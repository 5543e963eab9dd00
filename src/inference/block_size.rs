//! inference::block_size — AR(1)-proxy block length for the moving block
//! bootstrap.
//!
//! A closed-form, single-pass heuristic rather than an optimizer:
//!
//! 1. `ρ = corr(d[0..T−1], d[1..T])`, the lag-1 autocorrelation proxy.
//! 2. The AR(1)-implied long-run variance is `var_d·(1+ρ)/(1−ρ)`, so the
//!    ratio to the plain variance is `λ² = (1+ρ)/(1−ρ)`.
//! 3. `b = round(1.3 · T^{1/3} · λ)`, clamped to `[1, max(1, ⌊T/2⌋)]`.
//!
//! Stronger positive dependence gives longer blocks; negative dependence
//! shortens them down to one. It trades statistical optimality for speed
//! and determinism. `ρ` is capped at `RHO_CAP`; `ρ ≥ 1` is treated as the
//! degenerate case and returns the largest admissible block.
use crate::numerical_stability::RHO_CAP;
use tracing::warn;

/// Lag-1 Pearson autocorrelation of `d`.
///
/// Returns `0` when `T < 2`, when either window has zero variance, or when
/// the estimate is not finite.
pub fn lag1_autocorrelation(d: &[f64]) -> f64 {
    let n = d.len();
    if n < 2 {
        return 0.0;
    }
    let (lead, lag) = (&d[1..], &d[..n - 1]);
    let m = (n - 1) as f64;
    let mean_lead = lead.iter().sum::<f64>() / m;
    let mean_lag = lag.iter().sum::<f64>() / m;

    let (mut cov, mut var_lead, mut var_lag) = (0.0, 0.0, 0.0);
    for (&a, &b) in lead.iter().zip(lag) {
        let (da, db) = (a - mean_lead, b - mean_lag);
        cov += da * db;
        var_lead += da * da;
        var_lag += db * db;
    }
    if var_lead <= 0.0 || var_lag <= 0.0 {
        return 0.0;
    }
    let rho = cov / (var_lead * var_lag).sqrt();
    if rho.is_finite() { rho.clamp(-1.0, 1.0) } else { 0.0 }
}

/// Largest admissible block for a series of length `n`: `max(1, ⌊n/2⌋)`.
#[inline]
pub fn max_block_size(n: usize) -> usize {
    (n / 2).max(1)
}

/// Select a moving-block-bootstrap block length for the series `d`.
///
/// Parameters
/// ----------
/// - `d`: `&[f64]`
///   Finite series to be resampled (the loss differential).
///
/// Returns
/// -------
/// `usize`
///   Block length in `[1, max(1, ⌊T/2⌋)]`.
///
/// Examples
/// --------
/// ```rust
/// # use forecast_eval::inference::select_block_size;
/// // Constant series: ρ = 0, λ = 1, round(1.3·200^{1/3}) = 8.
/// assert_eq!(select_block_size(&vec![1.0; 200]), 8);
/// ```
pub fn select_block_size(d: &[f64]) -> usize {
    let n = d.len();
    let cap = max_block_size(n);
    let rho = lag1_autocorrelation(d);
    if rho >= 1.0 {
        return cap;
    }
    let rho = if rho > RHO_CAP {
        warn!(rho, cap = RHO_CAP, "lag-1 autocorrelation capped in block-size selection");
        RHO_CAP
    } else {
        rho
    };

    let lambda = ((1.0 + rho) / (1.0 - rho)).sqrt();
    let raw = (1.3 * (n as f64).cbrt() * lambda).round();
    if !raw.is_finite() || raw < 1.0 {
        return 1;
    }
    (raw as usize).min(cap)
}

-------------------------

### The task
Go through the listing above and copy each line where the string "admissible" appears.

### The answer
//! degenerate case and returns the largest admissible block.
/// Largest admissible block for a series of length `n`: `max(1, ⌊n/2⌋)`.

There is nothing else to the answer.